話が戻るが、子供の頃、近所の人がモーターボートから転落し、スクリューで首を切り亡くなったことがあった。そのケースではやはり生命保険が支払われなかったようである。危険とわかっている行為では支払わないことが、むしろ一般の加入者全体を考えるに公平という理念がある。当時、僕は(近所の人もそうだが)なんとケチな保険会社だと思った。そういうことで同様に酒気帯び運転中の事故による死亡(運転者)では生命保険が支払われない。
イギリスにロイズという有名な保険組合がある。これはなんと17世紀の終わり頃に発祥しており、当初は船舶事故などの保険を引き受けていたらしい。当時のロイズはただのコーヒーハウスのような場所であり、当初は不謹慎な商売と思われていた。イギリスは植民地と船舶による貿易がさかんであったが、当時は度々船舶事故が起こっていた。出て行ったきり戻ってこない船舶も多かったからである。(10隻に1隻は戻ってこない感じ)
つまり、「船舶事故の補償はしますが、その保険料を頂きましょう」といった感じだ。今の火災海上保険みたいなものである。ロイズの凄いところは、戦争であれ天災であれ何でも支払っていたことである。実際、関東大震災の際にあるビルが崩壊した際に、ロイズに保険をかけていたため保険金が支払われたという話を聞いたことがある。
湾岸戦争中などは、中東近辺の船舶の保険料率が急騰していた。なぜ急騰するかだが戦争行為でも保険が支払われるからである。最近でもソマリア沖の海賊などのため、あの海域を通る船舶の保険料率は高いと思われる。ソマリア沖の海賊と自力で交戦して逃れた船舶は北朝鮮籍のものだけと言う。交戦できるだけの装備をしていると思われる。
アメリカの911事件でも、貿易センタービルの破壊、崩落のため、日本の保険会社が1つ潰れている。あれは日本的に言えば、テロ行為なので支払い義務が生じないタイプの事件だが、世界的にはロイズもそうだが、支払いをする保険が存在しているのである。あの潰れた保険会社はリスク分散がまずかったと思われる。まあ、貿易センターのツインビルが破壊されるなんて想像もしていなかったこともあると思う。

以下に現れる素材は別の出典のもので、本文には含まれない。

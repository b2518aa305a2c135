//! # ControlNet
//!
//! A trainable copy of the UNet contracting half that encodes a control
//! image (edges, depth, normals...) into residuals for the frozen UNet.
use super::layers::conv1x1;
use super::unet::{ControlResiduals, DownOutput, DownPath, UNetConfig};
use tch::{nn, nn::Module, Tensor};

#[derive(Debug, Clone, PartialEq)]
pub struct ControlNetConfig {
    /// Layout of the duplicated UNet blocks.
    pub backbone: UNetConfig,
    /// Channels of the control image encoder, each transition halving the
    /// resolution.
    pub conditioning_embedding_out_channels: Vec<i64>,
}

impl Default for ControlNetConfig {
    // https://huggingface.co/lllyasviel/sd-controlnet-canny/blob/main/config.json
    fn default() -> Self {
        Self {
            backbone: UNetConfig::default(),
            conditioning_embedding_out_channels: vec![16, 32, 96, 256],
        }
    }
}

// Brings the control image down to the latent resolution.
#[derive(Debug)]
struct HintEncoder {
    conv_in: nn::Conv2D,
    blocks: Vec<(nn::Conv2D, nn::Conv2D)>,
    conv_out: nn::Conv2D,
}

impl HintEncoder {
    fn new(vs: nn::Path, channels: &[i64], out_channels: i64) -> Self {
        let same = nn::ConvConfig { padding: 1, ..Default::default() };
        let strided = nn::ConvConfig { stride: 2, padding: 1, ..Default::default() };
        let first = channels.first().copied().unwrap_or(out_channels);
        let last = channels.last().copied().unwrap_or(out_channels);
        let blocks = channels
            .windows(2)
            .enumerate()
            .map(|(i, pair)| {
                let (c_in, c_out) = (pair[0], pair[1]);
                let vs = &vs / "blocks";
                (
                    nn::conv2d(&vs / (2 * i), c_in, c_in, 3, same),
                    nn::conv2d(&vs / (2 * i + 1), c_in, c_out, 3, strided),
                )
            })
            .collect();
        Self {
            conv_in: nn::conv2d(&vs / "conv_in", 3, first, 3, same),
            blocks,
            conv_out: nn::conv2d(&vs / "conv_out", last, out_channels, 3, same),
        }
    }
}

impl Module for HintEncoder {
    fn forward(&self, xs: &Tensor) -> Tensor {
        let mut xs = xs.apply(&self.conv_in).silu();
        for (c1, c2) in self.blocks.iter() {
            xs = xs.apply(c1).silu().apply(c2).silu();
        }
        xs.apply(&self.conv_out)
    }
}

#[derive(Debug)]
pub struct ControlNet {
    down: DownPath,
    controlnet_cond_embedding: HintEncoder,
    controlnet_down_blocks: Vec<nn::Conv2D>,
    controlnet_mid_block: nn::Conv2D,
}

impl ControlNet {
    pub fn new(vs: nn::Path, in_channels: i64, config: &ControlNetConfig) -> Self {
        let backbone = &config.backbone;
        let down = DownPath::new(&vs, in_channels, backbone);
        let b_channels = backbone.blocks[0].out_channels;
        let controlnet_cond_embedding = HintEncoder::new(
            &vs / "controlnet_cond_embedding",
            &config.conditioning_embedding_out_channels,
            b_channels,
        );
        // One zero convolution per skip connection of the UNet.
        let mut skip_channels = vec![b_channels];
        for (i, block) in backbone.blocks.iter().enumerate() {
            let n = backbone.layers_per_block as usize + usize::from(i + 1 < backbone.blocks.len());
            skip_channels.extend(std::iter::repeat(block.out_channels).take(n));
        }
        let vs_c = &vs / "controlnet_down_blocks";
        let controlnet_down_blocks =
            skip_channels.iter().enumerate().map(|(i, &c)| conv1x1(&vs_c / i, c, c)).collect();
        let mid = backbone.blocks[backbone.blocks.len() - 1].out_channels;
        let controlnet_mid_block = conv1x1(&vs / "controlnet_mid_block", mid, mid);
        Self { down, controlnet_cond_embedding, controlnet_down_blocks, controlnet_mid_block }
    }

    /// Residuals for the UNet, `cond` being the control image in `[0, 1]`
    /// with the same batch size as `xs` and 8 times its resolution.
    pub fn forward(
        &self,
        xs: &Tensor,
        timestep: f64,
        context: &Tensor,
        cond: &Tensor,
        conditioning_scale: f64,
    ) -> ControlResiduals {
        let hint = cond.apply(&self.controlnet_cond_embedding);
        let DownOutput { xs, skips, .. } = self.down.forward(xs, timestep, context, Some(&hint));
        let down = skips
            .iter()
            .zip(self.controlnet_down_blocks.iter())
            .map(|(skip, conv)| skip.apply(conv) * conditioning_scale)
            .collect();
        let mid = xs.apply(&self.controlnet_mid_block) * conditioning_scale;
        ControlResiduals { down, mid }
    }
}
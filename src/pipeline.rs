//! # Generation pipelines
//!
//! A [`Pipeline`] turns a prompt and a control image into a generated image.
//! The Torch implementation composes the shared Stable Diffusion v1.5
//! [`BaseModel`] with one ControlNet and samples with DDIM and
//! classifier-free guidance.
use crate::assets::BaseAssets;
use crate::diffusion::clip::{TextEncoder, TextEncoderConfig, Tokenizer};
use crate::diffusion::controlnet::ControlNet;
use crate::diffusion::ddim::DdimScheduler;
use crate::diffusion::unet::{UNet, UNetConfig};
use crate::diffusion::vae::{DecoderConfig, LatentDecoder};
use crate::error::{Error, Result};
use crate::utils::{self, DeviceSetup};
use image::RgbImage;
use std::panic::AssertUnwindSafe;
use std::path::Path;
use std::rc::Rc;
use tch::{nn, Device, Kind, Tensor};

/// Strength applied to the ControlNet residuals.
const CONDITIONING_SCALE: f64 = 1.;

/// Everything needed to produce one image.
#[derive(Debug, Clone, Copy)]
pub struct PipelineInput<'a> {
    pub prompt: &'a str,
    pub negative_prompt: &'a str,
    /// The control image, whose dimensions are those of the output.
    pub control: &'a RgbImage,
    pub steps: usize,
    pub guidance_scale: f64,
    /// Seeds the initial noise, identical inputs and seeds give identical
    /// images.
    pub seed: i64,
}

pub trait Pipeline {
    fn run(&self, input: &PipelineInput<'_>) -> Result<RgbImage>;
}

fn load_weights<T>(path: &Path, device: Device, build: impl FnOnce(nn::Path) -> T) -> Result<T> {
    utils::file_open(path)?;
    let mut vs = nn::VarStore::new(device);
    let model = build(vs.root());
    vs.load(path)?;
    Ok(model)
}

/// Runs `f`, reporting Torch panics (shape mismatches, out of memory...) as
/// generation errors.
pub(crate) fn guarded<T>(f: impl FnOnce() -> Result<T>) -> Result<T> {
    match std::panic::catch_unwind(AssertUnwindSafe(f)) {
        Ok(result) => result,
        Err(payload) => {
            let message = if let Some(s) = payload.downcast_ref::<&str>() {
                s.to_string()
            } else if let Some(s) = payload.downcast_ref::<String>() {
                s.clone()
            } else {
                "torch panicked".to_string()
            };
            Err(Error::Generation(message))
        }
    }
}

/// The Stable Diffusion v1.5 networks shared by every ControlNet pipeline.
pub struct BaseModel {
    tokenizer: Tokenizer,
    text_encoder: TextEncoder,
    unet: UNet,
    decoder: LatentDecoder,
    clip_device: Device,
    unet_device: Device,
    vae_device: Device,
}

impl BaseModel {
    pub fn load(
        assets: &BaseAssets,
        devices: &DeviceSetup,
        sliced_attention_size: Option<i64>,
    ) -> Result<Self> {
        let tokenizer = Tokenizer::from_file(&assets.vocab.path)?;
        log::info!("Building the Clip transformer.");
        let text_encoder = load_weights(&assets.clip.path, devices.get("clip"), |vs| {
            TextEncoder::new(vs, &TextEncoderConfig::default())
        })?;
        log::info!("Building the autoencoder.");
        let decoder = load_weights(&assets.vae.path, devices.get("vae"), |vs| {
            LatentDecoder::new(vs, &DecoderConfig::default())
        })?;
        log::info!("Building the unet.");
        let config = UNetConfig { sliced_attention_size, ..Default::default() };
        let unet =
            load_weights(&assets.unet.path, devices.get("unet"), |vs| UNet::new(vs, 4, 4, &config))?;
        Ok(Self::from_parts(tokenizer, text_encoder, unet, decoder, devices))
    }

    /// Assembles already built networks, each of them living on the device
    /// `devices` assigns to it.
    pub fn from_parts(
        tokenizer: Tokenizer,
        text_encoder: TextEncoder,
        unet: UNet,
        decoder: LatentDecoder,
        devices: &DeviceSetup,
    ) -> Self {
        Self {
            tokenizer,
            text_encoder,
            unet,
            decoder,
            clip_device: devices.get("clip"),
            unet_device: devices.get("unet"),
            vae_device: devices.get("vae"),
        }
    }

    /// The device ControlNets have to live on.
    pub fn unet_device(&self) -> Device {
        self.unet_device
    }

    // Unconditional embeddings first, then the conditional ones.
    fn text_embeddings(&self, prompt: &str, negative_prompt: &str) -> Tensor {
        let embed = |text: &str| {
            let tokens = self.tokenizer.encode(text);
            let tokens = Tensor::from_slice(&tokens).view((1, -1)).to(self.clip_device);
            self.text_encoder.forward(&tokens)
        };
        Tensor::cat(&[embed(negative_prompt), embed(prompt)], 0).to(self.unet_device)
    }

    fn decode(&self, latents: &Tensor) -> Result<RgbImage> {
        let image = self.decoder.decode(&latents.to(self.vae_device));
        let image = (image / 2 + 0.5).clamp(0., 1.).to_device(Device::Cpu);
        let image = (image * 255.).to_kind(Kind::Uint8);
        utils::tensor_to_image(&image)
    }
}

/// The base model steered by one ControlNet.
pub struct ControlNetPipeline {
    base: Rc<BaseModel>,
    controlnet: ControlNet,
}

impl ControlNetPipeline {
    pub fn new(base: Rc<BaseModel>, controlnet: ControlNet) -> Self {
        Self { base, controlnet }
    }

    fn sample(&self, input: &PipelineInput<'_>) -> Result<RgbImage> {
        let (width, height) = input.control.dimensions();
        if width % 8 != 0 || height % 8 != 0 {
            return Err(Error::InvalidRequest(format!(
                "control image size {width}x{height} is not a multiple of 8"
            )));
        }
        let device = self.base.unet_device;
        let scheduler = DdimScheduler::new(input.steps);
        let hint = utils::image_to_tensor(input.control)?.to_kind(Kind::Float) / 255.;
        let hint = Tensor::cat(&[&hint, &hint], 0).to_device(device);
        let text_embeddings = self.base.text_embeddings(input.prompt, input.negative_prompt);

        tch::manual_seed(input.seed);
        let mut latents =
            Tensor::randn([1, 4, height as i64 / 8, width as i64 / 8], (Kind::Float, device));
        latents *= scheduler.init_noise_sigma();

        let n_steps = scheduler.timesteps().len();
        for (timestep_index, &timestep) in scheduler.timesteps().iter().enumerate() {
            log::debug!("Timestep {}/{n_steps}", timestep_index + 1);
            let latent_model_input = Tensor::cat(&[&latents, &latents], 0);
            let residuals = self.controlnet.forward(
                &latent_model_input,
                timestep as f64,
                &text_embeddings,
                &hint,
                CONDITIONING_SCALE,
            );
            let noise_pred = self.base.unet.forward(
                &latent_model_input,
                timestep as f64,
                &text_embeddings,
                Some(&residuals),
            );
            let noise_pred = noise_pred.chunk(2, 0);
            let (noise_pred_uncond, noise_pred_text) = (&noise_pred[0], &noise_pred[1]);
            let noise_pred =
                noise_pred_uncond + (noise_pred_text - noise_pred_uncond) * input.guidance_scale;
            latents = scheduler.step(&noise_pred, timestep, &latents);
        }
        log::info!("Generating the final {width}x{height} image.");
        self.base.decode(&latents)
    }
}

impl Pipeline for ControlNetPipeline {
    fn run(&self, input: &PipelineInput<'_>) -> Result<RgbImage> {
        guarded(|| tch::no_grad(|| self.sample(input)))
    }
}

#[cfg(test)]
mod tests {
    use super::*;
    use crate::diffusion::controlnet::ControlNetConfig;
    use crate::diffusion::unet::tests::tiny_config;

    // Randomly initialized networks small enough to sample on the CPU, the
    // ControlNet hint encoder bringing 64x64 images down to 8x8 latents.
    fn tiny_pipeline(dir: &tempfile::TempDir) -> ControlNetPipeline {
        let vocab = dir.path().join("vocab.txt");
        std::fs::write(&vocab, "#version: 0.2\nr o\no m</w>\nro om</w>\n").unwrap();
        let tokenizer = Tokenizer::from_file(&vocab).unwrap();
        let devices = DeviceSetup::new(vec!["all".to_string()]);
        let vs = nn::VarStore::new(Device::Cpu);
        let backbone = tiny_config();
        let text_config = TextEncoderConfig {
            embed_dim: backbone.cross_attention_dim,
            intermediate_size: 16,
            num_layers: 1,
            num_heads: 2,
            ..Default::default()
        };
        let text_encoder = TextEncoder::new(vs.root() / "clip", &text_config);
        let unet = UNet::new(vs.root() / "unet", 4, 4, &backbone);
        let decoder_config =
            DecoderConfig { block_out_channels: vec![32, 32, 64, 64], ..Default::default() };
        let decoder = LatentDecoder::new(vs.root() / "vae", &decoder_config);
        let config =
            ControlNetConfig { backbone, conditioning_embedding_out_channels: vec![4, 8, 8, 16] };
        let controlnet = ControlNet::new(vs.root() / "controlnet", 4, &config);
        let base = BaseModel::from_parts(tokenizer, text_encoder, unet, decoder, &devices);
        ControlNetPipeline::new(Rc::new(base), controlnet)
    }

    #[test]
    fn sampling_is_seeded() {
        let dir = tempfile::tempdir().unwrap();
        let pipeline = tiny_pipeline(&dir);
        let control = crate::diagnostics::synthetic_room(64);
        let input = PipelineInput {
            prompt: "a room",
            negative_prompt: "",
            control: &control,
            steps: 2,
            guidance_scale: 7.5,
            seed: 42,
        };
        let first = pipeline.run(&input).unwrap();
        assert_eq!(first.dimensions(), (64, 64));
        let second = pipeline.run(&input).unwrap();
        assert_eq!(first, second);
        let other = pipeline.run(&PipelineInput { seed: 43, ..input }).unwrap();
        assert_eq!(other.dimensions(), (64, 64));
        assert_ne!(first, other);
    }

    #[test]
    fn control_sizes_must_fit_the_latents() {
        let dir = tempfile::tempdir().unwrap();
        let pipeline = tiny_pipeline(&dir);
        let control = RgbImage::new(60, 64);
        let input = PipelineInput {
            prompt: "",
            negative_prompt: "",
            control: &control,
            steps: 1,
            guidance_scale: 1.,
            seed: 0,
        };
        let err = pipeline.run(&input).unwrap_err();
        assert!(matches!(err, Error::InvalidRequest(_)), "{err:?}");
    }

    #[test]
    fn torch_panics_become_generation_errors() {
        let err = guarded(|| {
            let a = Tensor::ones([2, 3], tch::kind::FLOAT_CPU);
            let b = Tensor::ones([2, 3], tch::kind::FLOAT_CPU);
            Ok(a.matmul(&b))
        })
        .unwrap_err();
        assert!(matches!(err, Error::Generation(_)), "{err:?}");
        let value = guarded(|| Ok(3)).unwrap();
        assert_eq!(value, 3);
        let err = guarded::<()>(|| Err(Error::InvalidRequest("steps".to_string()))).unwrap_err();
        assert!(matches!(err, Error::InvalidRequest(_)));
    }

    #[test]
    fn missing_weights_are_reported() {
        let err = load_weights(Path::new("/no/such/unet.safetensors"), Device::Cpu, |vs| {
            nn::linear(vs / "proj", 2, 2, Default::default())
        })
        .unwrap_err();
        assert!(err.to_string().contains("unet.safetensors"), "{err}");
    }

    #[test]
    fn weights_round_trip_through_safetensors() {
        let dir = tempfile::tempdir().unwrap();
        let path = dir.path().join("proj.safetensors");
        let vs = nn::VarStore::new(Device::Cpu);
        let original = nn::linear(vs.root() / "proj", 2, 3, Default::default());
        vs.save(&path).unwrap();
        let loaded = load_weights(&path, Device::Cpu, |vs| {
            nn::linear(vs / "proj", 2, 3, Default::default())
        })
        .unwrap();
        assert_eq!(loaded.ws, original.ws);
    }
}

ロイズはブローカーとアンダーライターにより形成されており、ロイズ自体は場みたいなものであるらしい。シンジケートを作り、ある保険のほんの1部分を引き受ける。リスクを分散することが極めて重要なのであろう。アンダーライターは本来、無限責任を負っており、大事故が起これば、破産しようが保険金を支払わなくてはならない。
だから、古典的アンダーライター(ネーム)は貴族などのとてつもない資産家がなっていたようである。もし思わぬ大事件が起こり、膨大な支払い義務が生じた際、美術品や貴金属を売却し支払いにあてていたと言う。初期のロイズが不謹慎といわれたのは、人の不幸を金儲けの対象にしていることがたぶん関係している。
比較的最近の話だが、20世紀の終わり頃、一般の中産階級の人たちがロイズに入ってきた時期があった。これはやはりこの保険組合(つまり貴族などのネームの人々)は儲かっていたからである。
ところが、その後、ヨーロッパに天災が相次ぎ、またアスベスト問題もあって、中産階級の人々は次々と破産、没落する結果になった。無限責任を負っていたからである。これはロイズにとって非常に問題があった。いかなる理由でも完全に支払うことでロイズは絶大に信用されていたからである。現在、有限責任の法人ネームも1992年頃から募集されるようになっているらしい。